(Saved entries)

*** Begin section ***

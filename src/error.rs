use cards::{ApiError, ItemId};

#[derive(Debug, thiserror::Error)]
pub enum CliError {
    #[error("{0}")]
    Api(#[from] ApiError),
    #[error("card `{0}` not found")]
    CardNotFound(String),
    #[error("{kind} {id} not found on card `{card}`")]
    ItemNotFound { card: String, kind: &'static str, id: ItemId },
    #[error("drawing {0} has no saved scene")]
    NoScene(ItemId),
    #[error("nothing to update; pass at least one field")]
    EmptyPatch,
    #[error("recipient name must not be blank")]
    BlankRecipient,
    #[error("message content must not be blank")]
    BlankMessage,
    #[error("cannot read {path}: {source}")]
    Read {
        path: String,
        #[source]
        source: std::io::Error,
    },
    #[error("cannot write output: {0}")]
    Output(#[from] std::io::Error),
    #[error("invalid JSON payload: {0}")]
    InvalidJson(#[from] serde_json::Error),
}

*** End section ***
*** Begin section ***

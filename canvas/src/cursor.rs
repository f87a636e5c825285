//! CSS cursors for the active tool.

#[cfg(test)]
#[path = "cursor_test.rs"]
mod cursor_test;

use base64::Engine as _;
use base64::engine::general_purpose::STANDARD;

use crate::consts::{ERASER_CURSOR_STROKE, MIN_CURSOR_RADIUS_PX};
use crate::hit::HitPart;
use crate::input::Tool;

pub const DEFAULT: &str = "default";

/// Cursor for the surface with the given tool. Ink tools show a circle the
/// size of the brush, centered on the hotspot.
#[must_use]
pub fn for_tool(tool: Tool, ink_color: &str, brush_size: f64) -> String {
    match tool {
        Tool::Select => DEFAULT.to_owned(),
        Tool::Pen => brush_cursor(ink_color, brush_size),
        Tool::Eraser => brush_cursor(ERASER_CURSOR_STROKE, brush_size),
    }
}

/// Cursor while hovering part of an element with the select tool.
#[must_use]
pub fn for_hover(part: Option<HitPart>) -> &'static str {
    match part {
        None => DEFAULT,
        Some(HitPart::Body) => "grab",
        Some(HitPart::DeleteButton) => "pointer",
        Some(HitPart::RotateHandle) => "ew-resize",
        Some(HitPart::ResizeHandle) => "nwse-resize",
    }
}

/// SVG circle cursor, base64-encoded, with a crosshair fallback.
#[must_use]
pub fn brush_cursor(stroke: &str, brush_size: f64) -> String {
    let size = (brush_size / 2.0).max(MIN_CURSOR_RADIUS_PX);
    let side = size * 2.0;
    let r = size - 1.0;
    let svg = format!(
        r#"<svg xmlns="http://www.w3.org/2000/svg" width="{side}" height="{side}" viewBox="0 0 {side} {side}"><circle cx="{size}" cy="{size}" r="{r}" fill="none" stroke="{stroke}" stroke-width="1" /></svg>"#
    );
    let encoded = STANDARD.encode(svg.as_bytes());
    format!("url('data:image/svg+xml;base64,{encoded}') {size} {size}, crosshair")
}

*** End section ***

• _Task directions_
Read through the entries above, and wherever a line holds the string "circle", copy it.

• _Answer to this problem_
/// Cursor for the surface with the given tool. Ink tools show a circle the
/// SVG circle cursor, base64-encoded, with a crosshair fallback.
        r#"<svg xmlns="http://www.w3.org/2000/svg" width="{side}" height="{side}" viewBox="0 0 {side} {side}"><circle cx="{size}" cy="{size}" r="{r}" fill="none" stroke="{stroke}" stroke-width="1" /></svg>"#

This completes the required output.